Copy out each line of the entries below in which the string "write" appears.

(Saved data entries)
[Start of section]

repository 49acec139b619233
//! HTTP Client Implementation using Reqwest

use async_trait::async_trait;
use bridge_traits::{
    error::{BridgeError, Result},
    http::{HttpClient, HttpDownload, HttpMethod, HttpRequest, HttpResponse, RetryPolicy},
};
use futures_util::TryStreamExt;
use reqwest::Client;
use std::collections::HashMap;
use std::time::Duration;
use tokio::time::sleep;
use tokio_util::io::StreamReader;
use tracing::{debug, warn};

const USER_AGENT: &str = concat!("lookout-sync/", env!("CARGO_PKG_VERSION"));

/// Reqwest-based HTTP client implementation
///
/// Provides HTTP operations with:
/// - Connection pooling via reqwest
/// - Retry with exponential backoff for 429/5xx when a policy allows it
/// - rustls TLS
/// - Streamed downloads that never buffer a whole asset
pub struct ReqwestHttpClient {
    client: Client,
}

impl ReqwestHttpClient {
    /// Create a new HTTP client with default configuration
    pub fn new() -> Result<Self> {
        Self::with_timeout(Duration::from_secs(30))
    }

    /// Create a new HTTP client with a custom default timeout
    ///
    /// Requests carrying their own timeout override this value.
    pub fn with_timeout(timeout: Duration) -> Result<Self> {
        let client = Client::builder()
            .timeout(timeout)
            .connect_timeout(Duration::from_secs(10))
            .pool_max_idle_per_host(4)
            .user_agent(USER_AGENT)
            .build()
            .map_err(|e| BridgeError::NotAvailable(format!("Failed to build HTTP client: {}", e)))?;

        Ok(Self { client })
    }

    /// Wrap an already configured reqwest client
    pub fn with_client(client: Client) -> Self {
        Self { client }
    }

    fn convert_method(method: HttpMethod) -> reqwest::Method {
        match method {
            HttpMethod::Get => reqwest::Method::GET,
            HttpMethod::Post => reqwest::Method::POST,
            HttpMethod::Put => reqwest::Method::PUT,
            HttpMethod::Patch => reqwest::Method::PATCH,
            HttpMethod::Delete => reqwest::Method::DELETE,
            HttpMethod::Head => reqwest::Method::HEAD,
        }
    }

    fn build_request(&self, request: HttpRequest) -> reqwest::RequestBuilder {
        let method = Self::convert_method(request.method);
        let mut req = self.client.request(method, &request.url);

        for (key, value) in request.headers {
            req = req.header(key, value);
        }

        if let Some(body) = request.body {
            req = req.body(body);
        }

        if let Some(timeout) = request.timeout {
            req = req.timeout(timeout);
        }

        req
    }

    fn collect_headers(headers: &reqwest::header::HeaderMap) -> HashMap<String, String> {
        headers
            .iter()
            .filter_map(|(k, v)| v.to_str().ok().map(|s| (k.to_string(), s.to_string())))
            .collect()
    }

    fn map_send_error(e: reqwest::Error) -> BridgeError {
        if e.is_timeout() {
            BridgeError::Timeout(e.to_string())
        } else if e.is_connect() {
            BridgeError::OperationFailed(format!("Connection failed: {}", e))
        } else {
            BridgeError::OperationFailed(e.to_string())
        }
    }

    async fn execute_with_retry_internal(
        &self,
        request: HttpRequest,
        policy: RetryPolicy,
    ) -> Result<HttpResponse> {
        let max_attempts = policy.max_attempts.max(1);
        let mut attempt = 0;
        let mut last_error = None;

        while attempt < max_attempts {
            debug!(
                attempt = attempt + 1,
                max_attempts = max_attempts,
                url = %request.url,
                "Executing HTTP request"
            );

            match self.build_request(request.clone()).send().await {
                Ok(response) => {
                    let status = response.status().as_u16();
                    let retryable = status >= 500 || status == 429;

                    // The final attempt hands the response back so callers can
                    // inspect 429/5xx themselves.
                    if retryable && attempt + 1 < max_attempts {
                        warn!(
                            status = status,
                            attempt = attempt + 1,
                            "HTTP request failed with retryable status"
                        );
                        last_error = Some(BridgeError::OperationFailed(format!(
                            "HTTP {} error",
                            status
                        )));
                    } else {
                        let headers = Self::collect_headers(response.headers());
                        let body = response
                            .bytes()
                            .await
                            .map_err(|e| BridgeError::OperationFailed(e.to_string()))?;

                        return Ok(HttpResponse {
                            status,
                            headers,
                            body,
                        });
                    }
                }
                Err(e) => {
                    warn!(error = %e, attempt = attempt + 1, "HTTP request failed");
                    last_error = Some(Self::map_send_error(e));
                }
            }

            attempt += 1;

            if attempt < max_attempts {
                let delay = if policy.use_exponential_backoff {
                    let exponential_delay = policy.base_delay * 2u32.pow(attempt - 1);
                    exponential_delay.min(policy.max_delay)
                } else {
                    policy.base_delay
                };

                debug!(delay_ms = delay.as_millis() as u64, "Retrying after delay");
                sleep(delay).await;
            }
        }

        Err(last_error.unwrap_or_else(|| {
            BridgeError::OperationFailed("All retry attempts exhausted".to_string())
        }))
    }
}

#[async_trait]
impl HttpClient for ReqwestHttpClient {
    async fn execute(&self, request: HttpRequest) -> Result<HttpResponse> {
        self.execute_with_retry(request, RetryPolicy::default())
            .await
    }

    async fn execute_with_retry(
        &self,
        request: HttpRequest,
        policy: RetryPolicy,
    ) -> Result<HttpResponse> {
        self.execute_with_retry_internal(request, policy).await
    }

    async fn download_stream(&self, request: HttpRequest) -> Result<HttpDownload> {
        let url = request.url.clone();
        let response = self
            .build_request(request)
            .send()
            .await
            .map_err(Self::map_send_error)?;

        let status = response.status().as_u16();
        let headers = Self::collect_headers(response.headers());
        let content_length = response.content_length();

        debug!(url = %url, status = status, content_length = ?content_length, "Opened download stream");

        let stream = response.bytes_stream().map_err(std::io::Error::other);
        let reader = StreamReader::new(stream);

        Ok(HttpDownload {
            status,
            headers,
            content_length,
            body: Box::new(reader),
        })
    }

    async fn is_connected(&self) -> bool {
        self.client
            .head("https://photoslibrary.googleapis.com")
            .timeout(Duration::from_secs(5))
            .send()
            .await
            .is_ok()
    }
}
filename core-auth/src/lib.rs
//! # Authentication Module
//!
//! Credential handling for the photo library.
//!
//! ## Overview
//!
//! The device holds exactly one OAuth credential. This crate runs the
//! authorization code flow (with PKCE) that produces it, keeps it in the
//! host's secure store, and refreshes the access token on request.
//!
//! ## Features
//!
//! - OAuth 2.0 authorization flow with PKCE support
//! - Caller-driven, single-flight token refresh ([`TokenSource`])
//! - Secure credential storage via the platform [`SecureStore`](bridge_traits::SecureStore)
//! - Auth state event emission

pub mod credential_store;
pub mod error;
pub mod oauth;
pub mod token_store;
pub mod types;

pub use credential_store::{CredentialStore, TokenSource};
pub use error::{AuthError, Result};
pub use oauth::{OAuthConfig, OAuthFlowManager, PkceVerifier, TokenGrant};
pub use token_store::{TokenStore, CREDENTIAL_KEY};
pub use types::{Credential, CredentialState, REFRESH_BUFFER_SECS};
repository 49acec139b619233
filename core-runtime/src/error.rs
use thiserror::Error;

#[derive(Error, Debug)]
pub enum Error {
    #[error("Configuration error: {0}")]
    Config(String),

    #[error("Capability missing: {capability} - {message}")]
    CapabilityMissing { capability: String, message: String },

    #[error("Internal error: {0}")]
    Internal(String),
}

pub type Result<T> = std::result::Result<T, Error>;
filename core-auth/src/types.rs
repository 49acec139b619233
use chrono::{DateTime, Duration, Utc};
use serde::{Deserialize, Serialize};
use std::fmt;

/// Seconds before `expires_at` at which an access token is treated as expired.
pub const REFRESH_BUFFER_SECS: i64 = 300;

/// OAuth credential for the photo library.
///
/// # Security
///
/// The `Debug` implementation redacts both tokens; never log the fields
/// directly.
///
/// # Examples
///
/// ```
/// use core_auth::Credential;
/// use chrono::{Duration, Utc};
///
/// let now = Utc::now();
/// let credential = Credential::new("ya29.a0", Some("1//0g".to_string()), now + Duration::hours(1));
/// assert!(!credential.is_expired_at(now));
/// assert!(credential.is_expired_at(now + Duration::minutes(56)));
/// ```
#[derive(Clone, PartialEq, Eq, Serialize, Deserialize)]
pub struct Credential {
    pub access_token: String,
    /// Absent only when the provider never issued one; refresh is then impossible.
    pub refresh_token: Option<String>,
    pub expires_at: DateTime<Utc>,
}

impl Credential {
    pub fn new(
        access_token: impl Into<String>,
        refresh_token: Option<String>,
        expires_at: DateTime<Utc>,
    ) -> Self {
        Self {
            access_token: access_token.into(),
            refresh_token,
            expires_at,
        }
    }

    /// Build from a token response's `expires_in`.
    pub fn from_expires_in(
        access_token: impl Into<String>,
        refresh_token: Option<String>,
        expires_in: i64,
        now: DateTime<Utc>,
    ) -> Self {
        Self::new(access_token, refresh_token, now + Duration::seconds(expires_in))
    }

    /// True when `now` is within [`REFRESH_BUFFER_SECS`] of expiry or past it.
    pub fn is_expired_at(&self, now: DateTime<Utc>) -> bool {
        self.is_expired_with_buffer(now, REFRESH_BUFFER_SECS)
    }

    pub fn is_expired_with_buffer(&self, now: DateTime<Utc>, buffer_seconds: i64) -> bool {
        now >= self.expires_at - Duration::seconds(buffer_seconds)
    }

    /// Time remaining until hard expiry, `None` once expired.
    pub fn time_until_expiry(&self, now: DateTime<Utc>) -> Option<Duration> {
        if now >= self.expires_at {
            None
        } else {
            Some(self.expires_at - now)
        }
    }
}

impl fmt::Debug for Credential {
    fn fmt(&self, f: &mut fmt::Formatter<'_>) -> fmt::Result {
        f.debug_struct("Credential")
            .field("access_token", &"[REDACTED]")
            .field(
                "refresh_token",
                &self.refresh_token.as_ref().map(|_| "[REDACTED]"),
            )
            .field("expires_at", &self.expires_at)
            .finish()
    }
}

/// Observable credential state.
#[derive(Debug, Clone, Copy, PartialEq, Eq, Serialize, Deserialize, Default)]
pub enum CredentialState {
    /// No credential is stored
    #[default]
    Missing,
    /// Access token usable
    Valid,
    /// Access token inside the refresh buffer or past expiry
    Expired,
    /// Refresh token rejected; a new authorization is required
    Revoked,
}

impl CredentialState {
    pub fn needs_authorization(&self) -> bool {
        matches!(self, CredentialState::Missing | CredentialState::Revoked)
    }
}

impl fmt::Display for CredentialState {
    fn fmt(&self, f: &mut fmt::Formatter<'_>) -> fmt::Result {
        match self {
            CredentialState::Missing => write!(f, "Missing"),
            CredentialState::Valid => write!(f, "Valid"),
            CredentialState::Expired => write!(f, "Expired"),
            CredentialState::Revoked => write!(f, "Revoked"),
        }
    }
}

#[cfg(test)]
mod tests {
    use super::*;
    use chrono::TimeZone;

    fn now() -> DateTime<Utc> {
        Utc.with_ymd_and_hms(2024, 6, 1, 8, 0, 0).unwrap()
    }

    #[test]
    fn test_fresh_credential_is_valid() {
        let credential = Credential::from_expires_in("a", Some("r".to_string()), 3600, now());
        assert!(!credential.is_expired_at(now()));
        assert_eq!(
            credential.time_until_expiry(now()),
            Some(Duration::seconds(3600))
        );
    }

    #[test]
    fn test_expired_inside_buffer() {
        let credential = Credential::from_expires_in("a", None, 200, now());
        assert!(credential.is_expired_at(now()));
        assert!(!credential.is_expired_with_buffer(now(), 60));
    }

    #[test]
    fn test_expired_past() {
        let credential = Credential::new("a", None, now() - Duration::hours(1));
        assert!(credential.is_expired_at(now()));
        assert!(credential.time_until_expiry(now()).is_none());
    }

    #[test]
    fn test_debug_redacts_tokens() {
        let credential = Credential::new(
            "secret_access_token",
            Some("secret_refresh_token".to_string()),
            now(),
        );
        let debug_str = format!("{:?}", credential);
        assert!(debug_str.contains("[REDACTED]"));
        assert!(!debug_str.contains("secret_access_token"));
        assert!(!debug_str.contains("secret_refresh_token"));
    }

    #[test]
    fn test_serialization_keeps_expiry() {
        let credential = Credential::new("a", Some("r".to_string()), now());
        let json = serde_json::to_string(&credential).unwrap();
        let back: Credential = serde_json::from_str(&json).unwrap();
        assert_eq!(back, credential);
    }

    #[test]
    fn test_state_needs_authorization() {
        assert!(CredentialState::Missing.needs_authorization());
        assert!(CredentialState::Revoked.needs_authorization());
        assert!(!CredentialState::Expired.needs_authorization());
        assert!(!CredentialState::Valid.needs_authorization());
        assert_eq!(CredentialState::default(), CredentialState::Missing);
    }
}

[End of section]

## WRITTEN SOLUTION
            CredentialState::Missing => write!(f, "Missing"),
            CredentialState::Valid => write!(f, "Valid"),
            CredentialState::Expired => write!(f, "Expired"),
            CredentialState::Revoked => write!(f, "Revoked"),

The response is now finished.